Therapeutic Advances in Medical Oncology (Oct 2024)
Pre-treatment pan-immune-inflammation value as a prognostic marker of pazopanib in soft tissue sarcoma
Abstract
Background: Increasingly, more evidence has shown that inflammation stress and the tumor microenvironment pose a negative effect on targeted therapy. The neutrophil-to-lymphocyte ratio is considered to be a surrogate biomarker of inflammation and can predict pazopanib treatment effect in non-adipocytic soft-tissue sarcoma (STS). The role of the pan-immune-inflammation value (PIV) in STS is still yet to be determined.
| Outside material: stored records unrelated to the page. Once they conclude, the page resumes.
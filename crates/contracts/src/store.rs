//! Durable store contracts
//!
//! One row per write; duplicates from redelivery are tolerated, not removed.

use chrono::{DateTime, Utc};
use serde::{Deserialize, Serialize};

use crate::{ContractError, Record};

/// A persisted record together with the server-side write time.
#[derive(Debug, Clone, PartialEq, Serialize, Deserialize)]
pub struct StoredRecord {
    #[serde(flatten)]
    pub record: Record,
    pub stored_at: DateTime<Utc>,
}

/// Durable record storage.
#[trait_variant::make(RecordStore: Send)]
pub trait LocalRecordStore {
    /// Store kind (used for logging)
    fn kind(&self) -> &'static str;

    /// Append one row for `record`.
    async fn insert(&self, record: &Record) -> Result<(), ContractError>;

    /// Most recently observed record for `vehicle_id`.
    ///
    /// Ties on `observed_at` resolve to the row inserted last.
    async fn latest(&self, vehicle_id: &str) -> Result<Option<StoredRecord>, ContractError>;
}

/// Destination for records whose persistence failed after every retry.
#[trait_variant::make(DeadLetter: Send)]
pub trait LocalDeadLetter {
    async fn record(&self, record: &Record, reason: &str) -> Result<(), ContractError>;
}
Objectives: We sought whether the pre-treatment PIV could be applied to predict the response of pazopanib in STS. Design: We conducted a retrospective analysis of 75 patients who had been treated with pazopanib for recurrent or metastatic non-adipocytic STS. Methods: Our cohort was stratified into either a pre-treatment high PIV group with PIV ⩾310 ( n = 45) or a low PIV group with PIV <310 ( n = 30). We compared their clinical features and outcomes. Cox regression analysis was employed to determine the risk factors of disease progression and mortality. Kaplan–Meier survival curves were utilized to assess both the progression-free survival (PFS) and overall survival (OS). Results: The results revealed that a pre-treatment high PIV (⩾310) is a risk factor for progression under pazopanib (hazard ratio: 1.91; 95% confidence interval: 1.08–3.36; p = 0.025). The median PFS and OS of the pre-treatment high PIV group were found to be significantly lower than the low PIV group (0.33 vs 0.75 years; p = 0.023, 0.46 vs 1.63 years; p = 0.025). Conclusion: High pre-treatment PIV in STS patients may indicate an elevated risk of disease progression and mortality. Pre-treatment PIV reflects inflammation stress and acts as a practical biomarker for STS patients treated with pazopanib.